HEBREWS SUE TO PREVENT
MOVING OF THEIR DEAD.
Owners of Bikur Cholim Cemetery
Would Be Desecration.
An injunction suit to restrain the present owners from moving any of the bodies buried in the Bikur Cholim cemetery was filed in the circuit court yesterday by Sarah Binkowitz, Morris Newberg and others.
The cemetery has been used by Hebrews as a burial place, but not since 1893. It is at the northeast corner of Eighteenth street and Cleveland avenue and occupies about one-fourth block.
In the suit filed yesterday Henry Oppenheimer, Omar E. Robinson and Bikur Cholim Benevolent Association are named as defendants. The plaintiffs are the descendants and the relatives of Julius Newberg and David Binkowitz, who were buried in the cemetery in 1888.

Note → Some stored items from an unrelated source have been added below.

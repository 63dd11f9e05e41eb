use deci_auth::config::AuthConfig;
use deci_auth::types::Client;
use serde::{Deserialize, Serialize};
use std::net::SocketAddr;

#[derive(Debug, Clone, Serialize, Deserialize)]
pub struct AppConfig {
    #[serde(default)]
    pub server: ServerConfig,
    #[serde(default)]
    pub logging: LoggingConfig,
    /// External login UI the user agent is sent to
    #[serde(default)]
    pub login: LoginConfig,
    /// Authorization engine configuration
    #[serde(default)]
    pub auth: AuthConfig,
    /// Static client registrations
    #[serde(default = "default_clients")]
    pub clients: Vec<Client>,
}

impl Default for AppConfig {
    fn default() -> Self {
        Self {
            server: ServerConfig::default(),
            logging: LoggingConfig::default(),
            login: LoginConfig::default(),
            auth: AuthConfig::default(),
            clients: default_clients(),
        }
    }
}

impl AppConfig {
    pub fn validate(&self) -> Result<(), String> {
        // Server validations
        if self.server.port == 0 {
            return Err("server.port must be > 0".into());
        }
        // Logging validation
        let lvl = self.logging.level.to_ascii_lowercase();
        let valid_levels = ["trace", "debug", "info", "warn", "error", "off"];
        if !valid_levels.contains(&lvl.as_str()) {
            return Err(format!("logging.level must be one of {valid_levels:?}"));
        }
        // Login UI validation
        if url::Url::parse(&self.login.url).is_err() {
            return Err(format!(
                "login.url must be an absolute URL, got '{}'",
                self.login.url
            ));
        }
        if self.login.shared_secret.is_empty() {
            return Err("login.shared_secret must not be empty".into());
        }
        // Auth validation
        self.auth
            .validate()
            .map_err(|e| format!("auth config error: {e}"))?;
        // Client validation
        let mut seen = std::collections::HashSet::new();
        for client in &self.clients {
            client
                .validate()
                .map_err(|e| format!("client '{}': {e}", client.client_id))?;
            if !seen.insert(client.client_id.as_str()) {
                return Err(format!("duplicate client id '{}'", client.client_id));
            }
        }
        Ok(())
    }

    pub fn addr(&self) -> SocketAddr {
        use std::net::{IpAddr, Ipv4Addr};
        let host: IpAddr = self
            .server
            .host
            .parse()
            .unwrap_or(IpAddr::V4(Ipv4Addr::new(0, 0, 0, 0)));
        SocketAddr::from((host, self.server.port))
    }
}

#[derive(Debug, Clone, Serialize, Deserialize)]
pub struct ServerConfig {
    #[serde(default = "default_host")]
    pub host: String,
    #[serde(default = "default_port")]
    pub port: u16,
}

impl Default for ServerConfig {
    fn default() -> Self {
        Self {
            host: default_host(),
            port: default_port(),
        }
    }
}

fn default_host() -> String {
    "127.0.0.1".to_string()
}

fn default_port() -> u16 {
    5556
}

#[derive(Debug, Clone, Serialize, Deserialize)]
pub struct LoggingConfig {
    #[serde(default = "default_log_level")]
    pub level: String,
}

impl Default for LoggingConfig {
    fn default() -> Self {
        Self {
            level: default_log_level(),
        }
    }
}

fn default_log_level() -> String {
    "info".to_string()
}

#[derive(Clone, Serialize, Deserialize)]
pub struct LoginConfig {
    /// Where `/auth` sends the browser, with `request_id` appended
    #[serde(default = "default_login_url")]
    pub url: String,
    /// Bearer credential the login UI presents on its callbacks
    #[serde(default)]
    pub shared_secret: String,
}

impl Default for LoginConfig {
    fn default() -> Self {
        Self {
            url: default_login_url(),
            shared_secret: String::new(),
        }
    }
}

impl std::fmt::Debug for LoginConfig {
    fn fmt(&self, f: &mut std::fmt::Formatter<'_>) -> std::fmt::Result {
        f.debug_struct("LoginConfig")
            .field("url", &self.url)
            .field("shared_secret", &"<redacted>")
            .finish()
    }
}

fn default_login_url() -> String {
    "http://127.0.0.1:5557/login".to_string()
}

fn default_clients() -> Vec<Client> {
    vec![Client::new(
        "example-app",
        Some("ZXhhbXBsZS1hcHAtc2VjcmV0".to_string()),
        "Example App",
        vec!["http://127.0.0.1:5555/callback".to_string()],
    )]
}

pub mod loader {
    use super::AppConfig;
    use config::{Config, Environment, File};
    use std::path::PathBuf;

    /// Default configuration file, relative to the working directory.
    pub const DEFAULT_CONFIG_PATH: &str = "deci.toml";

    pub fn load_config(path: Option<&str>) -> Result<AppConfig, String> {
        let mut builder = Config::builder();
        let pathbuf = PathBuf::from(path.unwrap_or(DEFAULT_CONFIG_PATH));
        if pathbuf.exists() {
            builder = builder.add_source(File::from(pathbuf));
        } else if path.is_some() {
            return Err(format!("config file not found: {}", pathbuf.display()));
        }
        // Environment variable overrides, e.g., DECI__SERVER__PORT=9090
        builder = builder.add_source(
            Environment::with_prefix("DECI")
                .prefix_separator("__")
                .try_parsing(true)
                .separator("__"),
        );
        let cfg = builder
            .build()
            .map_err(|e| format!("config build error: {e}"))?;
        let merged: AppConfig = cfg
            .try_deserialize()
            .map_err(|e| format!("config deserialize error: {e}"))?;
        merged.validate()?;
        Ok(merged)
    }
}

It is alleged in the petition that the lots were sold with the guarantee on the part of the cemetery association that the land would always be maintained as a cemetery. This, it is alleged, is no longer done. In fact, according to the petition, mortgages against the land were foreclosed in 1903.
Charging that the defendants are now threatening to remove the bodies, and adding taht such action means desecration in the eyes of the Hebrew, an injunction forbidding such action is asked. An order also is sought to compel the cemetery asociation to live up to its agreement to maintain the graves in a suitable manner.